Is Buying a Home a Good Investment?
The idea that a home is a good investment stems from the fact that real estate prices tend to rise, at least historically speaking. Since there's no way to predict the future real estate market, it's important to avoid getting in over your head. A home is a good investment only if you can afford it.
Of course, while you are unlikely to see any profits that you can spend if you plan to live in the same house all of your life (think: house rich, cash poor). But if you buy with an exit strategy in mind, there is a much better chance of realizing a cash profit.

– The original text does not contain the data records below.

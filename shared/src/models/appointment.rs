//! Appointment Model

use serde::{Deserialize, Serialize};

/// What an appointment row represents
///
/// Every occupancy row carries an explicit kind. Blocks and placeholders
/// occupy operator time exactly like booked appointments; only the kind
/// column tells them apart.
#[derive(Debug, Clone, Copy, PartialEq, Eq, Serialize, Deserialize)]
#[serde(rename_all = "SCREAMING_SNAKE_CASE")]
#[cfg_attr(feature = "db", derive(sqlx::Type))]
#[cfg_attr(feature = "db", sqlx(rename_all = "SCREAMING_SNAKE_CASE"))]
pub enum AppointmentKind {
    /// Real client booking (operator_id and service_id always set)
    Booked,
    /// Closure block; operator_id NULL means the whole business is blocked
    Block,
    /// Desk-entered hold without a real client attached
    Placeholder,
}

/// Scope of a BLOCK appointment, derived from operator_id nullability
#[derive(Debug, Clone, Copy, PartialEq, Eq, Serialize, Deserialize)]
#[serde(rename_all = "snake_case")]
pub enum BlockScope {
    /// Blocks every operator
    Global,
    /// Blocks one operator
    Operator,
}

/// Where a booking came from
#[derive(Debug, Clone, Copy, PartialEq, Eq, Serialize, Deserialize)]
#[serde(rename_all = "lowercase")]
#[cfg_attr(feature = "db", derive(sqlx::Type))]
#[cfg_attr(feature = "db", sqlx(rename_all = "lowercase"))]
pub enum BookingSource {
    Web,
    Desk,
}

/// Appointment entity (one service occurrence, or a block)
#[derive(Debug, Clone, Serialize, Deserialize)]
#[cfg_attr(feature = "db", derive(sqlx::FromRow))]
pub struct Appointment {
    pub id: i64,
    pub kind: AppointmentKind,
    pub client_id: Option<i64>,
    pub operator_id: Option<i64>,
    pub service_id: Option<i64>,
    /// Start instant (Unix millis)
    pub start_time: i64,
    /// Duration in minutes
    pub duration_min: i64,
    pub note: Option<String>,
    pub source: BookingSource,
    /// UUID4 linking every appointment of one web booking
    pub booking_session_id: Option<String>,
    pub is_cancelled_by_client: bool,
    pub created_at: i64,
    pub updated_at: i64,
}

impl Appointment {
    /// End instant (Unix millis), half-open
    pub fn end_time(&self) -> i64 {
        self.start_time + self.duration_min * 60_000
    }

    /// Scope of a BLOCK row; None for non-block kinds
    pub fn block_scope(&self) -> Option<BlockScope> {
        match self.kind {
            AppointmentKind::Block => Some(if self.operator_id.is_none() {
                BlockScope::Global
            } else {
                BlockScope::Operator
            }),
            _ => None,
        }
    }

    /// Whether this row occupies operator time
    pub fn is_occupying(&self) -> bool {
        !self.is_cancelled_by_client
    }
}

/// Insert payload used by the committer and by desk tooling
#[derive(Debug, Clone, Serialize, Deserialize)]
pub struct AppointmentCreate {
    pub kind: AppointmentKind,
    pub client_id: Option<i64>,
    pub operator_id: Option<i64>,
    pub service_id: Option<i64>,
    pub start_time: i64,
    pub duration_min: i64,
    pub note: Option<String>,
    pub source: BookingSource,
    pub booking_session_id: Option<String>,
}
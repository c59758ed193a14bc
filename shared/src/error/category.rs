//! Error category classification

use super::codes::ErrorCode;
use serde::{Deserialize, Serialize};

/// Error category classification based on error code ranges
///
/// Categories are determined by the leading digit of the error code:
/// - 0xxx: General errors
/// - 3xxx: Tenant errors
/// - 4xxx: Booking errors
/// - 6xxx: Service errors
/// - 7xxx: Schedule errors
/// - 8xxx: Operator errors
/// - 9xxx: System errors
#[derive(Debug, Clone, Copy, PartialEq, Eq, Hash, Serialize, Deserialize)]
#[serde(rename_all = "snake_case")]
pub enum ErrorCategory {
    /// General errors (0xxx)
    General,
    /// Tenant errors (3xxx)
    Tenant,
    /// Booking errors (4xxx)
    Booking,
    /// Service errors (6xxx)
    Service,
    /// Schedule errors (7xxx)
    Schedule,
    /// Operator errors (8xxx)
    Operator,
    /// System errors (9xxx)
    System,
}

impl ErrorCategory {
    /// Determine category from error code value
    ///
    /// Unassigned ranges fall back to General.
    pub fn from_code(code: u16) -> Self {
        match code {
            0..3000 => Self::General,
            3000..4000 => Self::Tenant,
            4000..5000 => Self::Booking,
            5000..6000 => Self::General,
            6000..7000 => Self::Service,
            7000..8000 => Self::Schedule,
            8000..9000 => Self::Operator,
            _ => Self::System,
        }
    }

    /// Get the string name for this category
    pub fn name(&self) -> &'static str {
        match self {
            Self::General => "general",
            Self::Tenant => "tenant",
            Self::Booking => "booking",
            Self::Service => "service",
            Self::Schedule => "schedule",
            Self::Operator => "operator",
            Self::System => "system",
        }
    }
}

impl ErrorCode {
    /// Get the category for this error code
    pub fn category(&self) -> ErrorCategory {
        ErrorCategory::from_code(self.code())
    }
}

First, consider your motivation for buying a home. If you want to live in it, then you probably don't need to think about your home in terms of profits and losses. If you're hoping to make money, then you need to enter the transaction with an exit strategy. This also means you should have a selling price in the back of your mind, all while keeping the purchase price of the property at the forefront.
When the market reaches your price point, you sell the property just as you would a stock that has appreciated. This may not be a practical approach for your primary residence, depending on your lifestyle, but it is exactly what many real estate investors do when they purchase properties—renovate and sell them. Just remember that prices don't always move up.
The Bottom Line
With history as a guide, most would-be homeowners would do well to buy a place they actually hope to inhabit, pay off the mortgage quickly, live there until retirement, then downsize and move to a less expensive home. It's not a sure bet, but this strategy does increase the likelihood of making a profit.